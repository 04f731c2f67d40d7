// Module-specific lints configuration
#![allow(clippy::uninlined_format_args)]
// Add other lints specific to this module that you want to allow but not auto-fix

use anyhow::{anyhow, Context, Result};
use clap::{CommandFactory, Parser, Subcommand, ValueEnum};
use clap_complete::{generate, Shell};
use log::{warn, Level, LevelFilter, Log, Metadata, Record, SetLoggerError};
use std::fs::File;
use std::io::BufReader;
use std::io::Write;
use std::path::{Path, PathBuf};

use crate::app_config::Config;
use app_controller::Controller;

mod app_config;
mod app_controller;
mod errors;
mod file_utils;
mod lyric;
mod validation;

/// CLI Wrapper for LogLevel to implement ValueEnum
#[derive(Debug, Clone, ValueEnum)]
enum CliLogLevel {
    Error,
    Warn,
    Info,
    Debug,
    Trace,
}

impl From<CliLogLevel> for app_config::LogLevel {
    fn from(cli_level: CliLogLevel) -> Self {
        match cli_level {
            CliLogLevel::Error => app_config::LogLevel::Error,
            CliLogLevel::Warn => app_config::LogLevel::Warn,
            CliLogLevel::Info => app_config::LogLevel::Info,
            CliLogLevel::Debug => app_config::LogLevel::Debug,
            CliLogLevel::Trace => app_config::LogLevel::Trace,
        }
    }
}

fn level_filter(level: &app_config::LogLevel) -> LevelFilter {
    match level {
        app_config::LogLevel::Error => LevelFilter::Error,
        app_config::LogLevel::Warn => LevelFilter::Warn,
        app_config::LogLevel::Info => LevelFilter::Info,
        app_config::LogLevel::Debug => LevelFilter::Debug,
        app_config::LogLevel::Trace => LevelFilter::Trace,
    }
}

#[derive(Subcommand, Debug)]
enum Commands {
    /// Merge lyric tracks into a timeline (default command)
    Merge(MergeArgs),

    /// Generate shell completions for lyrsync
    Completions {
        /// Shell to generate completions for
        #[arg(value_enum)]
        shell: Shell,
    },
}

#[derive(Parser, Debug)]
struct MergeArgs {
    /// Input lyric file or directory to process
    #[arg(value_name = "INPUT_PATH")]
    input_path: PathBuf,

    /// Force overwrite of existing output files
    #[arg(short, long)]
    force_overwrite: bool,

    /// Output directory (defaults to the input file's directory)
    #[arg(short, long)]
    output_dir: Option<PathBuf>,

    /// Write compact JSON instead of pretty-printed
    #[arg(long)]
    compact: bool,

    /// Configuration file path
    #[arg(short, long, default_value = "conf.json")]
    config_path: String,

    /// Set logging level
    #[arg(short, long, value_enum)]
    log_level: Option<CliLogLevel>,
}

/// lyrsync - Synchronized Lyric Reconstruction
///
/// Merges independently-timestamped lyric tracks (original, translation,
/// romanization, word-level timing) into one unified timeline.
#[derive(Parser, Debug)]
#[command(name = "lyrsync")]
#[command(version = "1.0.0")]
#[command(about = "Lyric track merging tool")]
#[command(long_about = "lyrsync merges independently-timestamped lyric tracks into one timeline.

EXAMPLES:
    lyrsync song.lrc                  # Merge song.lrc with sibling tracks
    lyrsync -f song.lrc               # Force overwrite of existing timeline
    lyrsync song.yrc                  # Start from the word-level track
    lyrsync --compact song.lrc        # Write compact JSON
    lyrsync --log-level debug music/  # Process a directory with debug logging
    lyrsync completions bash > lyrsync.bash  # Generate bash completions

CONFIGURATION:
    Configuration is stored in conf.json by default. You can specify a different
    config file with --config. If the config file doesn't exist, a default one
    will be created automatically.

SIBLING TRACKS:
    For an input song.lrc, auxiliary tracks are discovered next to it by
    extension: song.tlrc (translation), song.rlrc (romanization) and
    song.yrc (word-level timing). Extensions are configurable.")]
struct CommandLineOptions {
    #[command(subcommand)]
    command: Option<Commands>,

    /// Input lyric file or directory to process
    #[arg(value_name = "INPUT_PATH")]
    input_path: Option<PathBuf>,

    /// Force overwrite of existing output files
    #[arg(short, long)]
    force_overwrite: bool,

    /// Output directory (defaults to the input file's directory)
    #[arg(short, long)]
    output_dir: Option<PathBuf>,

    /// Write compact JSON instead of pretty-printed
    #[arg(long)]
    compact: bool,

    /// Configuration file path
    #[arg(short, long, default_value = "conf.json")]
    config_path: String,

    /// Set logging level
    #[arg(short, long, value_enum)]
    log_level: Option<CliLogLevel>,
}

// @struct: Custom logger implementation
struct CustomLogger {
    level: LevelFilter,
}

impl CustomLogger {
    // @creates: New logger with specified level
    fn new(level: LevelFilter) -> Self {
        CustomLogger { level }
    }

    // @initializes: Global logger
    fn init(level: LevelFilter) -> Result<(), SetLoggerError> {
        let logger = Box::new(CustomLogger::new(level));
        log::set_boxed_logger(logger)?;
        log::set_max_level(level);
        Ok(())
    }

    // @returns: ANSI color code for log level
    fn get_color_for_level(level: Level) -> &'static str {
        match level {
            Level::Error => "\x1B[1;31m",
            Level::Warn => "\x1B[1;33m",
            Level::Info => "\x1B[1;32m",
            Level::Debug => "\x1B[1;36m",
            Level::Trace => "\x1B[1;35m",
        }
    }
}

impl Log for CustomLogger {
    fn enabled(&self, metadata: &Metadata) -> bool {
        metadata.level() <= self.level
    }

    fn log(&self, record: &Record) {
        if self.enabled(record.metadata()) {
            let now = chrono::Local::now().format("%H:%M:%S.%3f");
            let color = Self::get_color_for_level(record.level());

            let mut stderr = std::io::stderr();
            let _ = writeln!(
                stderr,
                "{}{} {:5} {}\x1B[0m",
                color,
                now,
                record.level(),
                record.args()
            );
        }
    }

    fn flush(&self) {
        let _ = std::io::stderr().flush();
    }
}

fn main() -> Result<()> {
    // Initialize the logger once with info level by default
    // We'll update the level after loading the config if needed
    CustomLogger::init(LevelFilter::Info)?;

    // Parse command line arguments using clap
    let cli = CommandLineOptions::parse();

    // Handle subcommands
    match cli.command {
        Some(Commands::Completions { shell }) => {
            let mut cmd = CommandLineOptions::command();
            generate(shell, &mut cmd, "lyrsync", &mut std::io::stdout());
            Ok(())
        }
        Some(Commands::Merge(args)) => run_merge(args),
        None => {
            // Default behavior - use top-level args for backwards compatibility
            let input_path = cli
                .input_path
                .ok_or_else(|| anyhow!("INPUT_PATH is required when no subcommand is specified"))?;

            let merge_args = MergeArgs {
                input_path,
                force_overwrite: cli.force_overwrite,
                output_dir: cli.output_dir,
                compact: cli.compact,
                config_path: cli.config_path,
                log_level: cli.log_level,
            };
            run_merge(merge_args)
        }
    }
}

fn run_merge(options: MergeArgs) -> Result<()> {
    // If log level is set via command line, apply it immediately
    if let Some(cmd_log_level) = &options.log_level {
        let config_log_level: app_config::LogLevel = cmd_log_level.clone().into();
        log::set_max_level(level_filter(&config_log_level));
    }

    // Load or create configuration
    let config_path = &options.config_path;
    let mut config = if Path::new(config_path).exists() {
        // Load existing configuration
        let file = File::open(config_path)
            .context(format!("Failed to open config file: {}", config_path))?;

        let reader = BufReader::new(file);
        let config: Config = serde_json::from_reader(reader)
            .context(format!("Failed to parse config file: {}", config_path))?;

        config
    } else {
        // Create default configuration if not exists
        warn!(
            "Config file not found at '{}', creating default config.",
            config_path
        );

        let config = Config::default();

        // Save default config
        let config_json = serde_json::to_string_pretty(&config)
            .context("Failed to serialize default config to JSON")?;

        std::fs::write(config_path, config_json)
            .context(format!("Failed to write default config to file: {}", config_path))?;

        config
    };

    // Override config with CLI options if provided
    if let Some(log_level) = &options.log_level {
        config.log_level = log_level.clone().into();
    }
    if options.compact {
        config.output.pretty = false;
    }

    // Validate the configuration after loading and overriding
    config
        .validate()
        .context("Configuration validation failed")?;

    // If log level was not set via command line, update it from config now
    if options.log_level.is_none() {
        // Just update the max level without reinitializing the logger
        log::set_max_level(level_filter(&config.log_level));
    }

    // Create controller
    let controller = Controller::with_config(config)?;

    // Run the controller with the input file(s)
    if options.input_path.is_file() {
        // Process a single file
        let output_dir = options.output_dir.clone().unwrap_or_else(|| {
            options
                .input_path
                .parent()
                .unwrap_or(Path::new("."))
                .to_path_buf()
        });
        controller.run(options.input_path.clone(), output_dir, options.force_overwrite)?;
    } else if options.input_path.is_dir() {
        // Process a directory
        controller.run_folder(options.input_path.clone(), options.force_overwrite)?;
    } else {
        return Err(anyhow!("Input path does not exist: {:?}", options.input_path));
    }

    Ok(())
}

++++++++

Go through the listing above and state how many of its lines contain "validation", with no other words.

■ Your solution
2